Each entry must be restated exactly as it appears.

**Material for this exercise**
○ ○ ○ ○ ○

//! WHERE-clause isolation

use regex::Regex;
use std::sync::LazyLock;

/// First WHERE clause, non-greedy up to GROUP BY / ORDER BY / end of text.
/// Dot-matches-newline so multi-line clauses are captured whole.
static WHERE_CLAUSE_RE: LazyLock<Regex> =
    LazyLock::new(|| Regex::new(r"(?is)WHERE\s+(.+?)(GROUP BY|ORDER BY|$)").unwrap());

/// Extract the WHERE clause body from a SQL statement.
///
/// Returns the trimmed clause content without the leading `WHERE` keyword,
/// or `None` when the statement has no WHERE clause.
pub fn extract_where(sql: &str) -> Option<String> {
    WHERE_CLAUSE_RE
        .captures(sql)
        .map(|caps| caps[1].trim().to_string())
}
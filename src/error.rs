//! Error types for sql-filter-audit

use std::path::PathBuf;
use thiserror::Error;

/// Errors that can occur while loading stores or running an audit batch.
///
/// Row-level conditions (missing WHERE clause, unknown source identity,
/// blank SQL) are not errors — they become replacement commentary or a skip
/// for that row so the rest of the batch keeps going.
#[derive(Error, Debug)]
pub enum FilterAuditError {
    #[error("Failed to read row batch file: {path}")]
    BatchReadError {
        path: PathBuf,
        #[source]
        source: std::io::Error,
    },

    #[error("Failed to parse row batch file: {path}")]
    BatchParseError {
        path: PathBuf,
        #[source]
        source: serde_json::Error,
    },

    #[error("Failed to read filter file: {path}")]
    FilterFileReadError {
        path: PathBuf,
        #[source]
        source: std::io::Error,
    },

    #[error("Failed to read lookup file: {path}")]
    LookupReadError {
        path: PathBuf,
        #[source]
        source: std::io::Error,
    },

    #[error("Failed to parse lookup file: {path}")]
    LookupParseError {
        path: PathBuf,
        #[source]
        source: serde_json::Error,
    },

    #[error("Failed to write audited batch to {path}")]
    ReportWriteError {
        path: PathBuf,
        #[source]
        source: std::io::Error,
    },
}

○ ○ ○ ○ ○

**Solution to the problem**
//! WHERE-clause isolation

use regex::Regex;
use std::sync::LazyLock;

/// First WHERE clause, non-greedy up to GROUP BY / ORDER BY / end of text.
/// Dot-matches-newline so multi-line clauses are captured whole.
static WHERE_CLAUSE_RE: LazyLock<Regex> =
    LazyLock::new(|| Regex::new(r"(?is)WHERE\s+(.+?)(GROUP BY|ORDER BY|$)").unwrap());

/// Extract the WHERE clause body from a SQL statement.
///
/// Returns the trimmed clause content without the leading `WHERE` keyword,
/// or `None` when the statement has no WHERE clause.
pub fn extract_where(sql: &str) -> Option<String> {
    WHERE_CLAUSE_RE
        .captures(sql)
        .map(|caps| caps[1].trim().to_string())
}
filename src/error.rs
//! Error types for sql-filter-audit

use std::path::PathBuf;
use thiserror::Error;

/// Errors that can occur while loading stores or running an audit batch.
///
/// Row-level conditions (missing WHERE clause, unknown source identity,
/// blank SQL) are not errors — they become replacement commentary or a skip
/// for that row so the rest of the batch keeps going.
#[derive(Error, Debug)]
pub enum FilterAuditError {
    #[error("Failed to read row batch file: {path}")]
    BatchReadError {
        path: PathBuf,
        #[source]
        source: std::io::Error,
    },

    #[error("Failed to parse row batch file: {path}")]
    BatchParseError {
        path: PathBuf,
        #[source]
        source: serde_json::Error,
    },

    #[error("Failed to read filter file: {path}")]
    FilterFileReadError {
        path: PathBuf,
        #[source]
        source: std::io::Error,
    },

    #[error("Failed to read lookup file: {path}")]
    LookupReadError {
        path: PathBuf,
        #[source]
        source: std::io::Error,
    },

    #[error("Failed to parse lookup file: {path}")]
    LookupParseError {
        path: PathBuf,
        #[source]
        source: serde_json::Error,
    },

    #[error("Failed to write audited batch to {path}")]
    ReportWriteError {
        path: PathBuf,
        #[source]
        source: std::io::Error,
    },
}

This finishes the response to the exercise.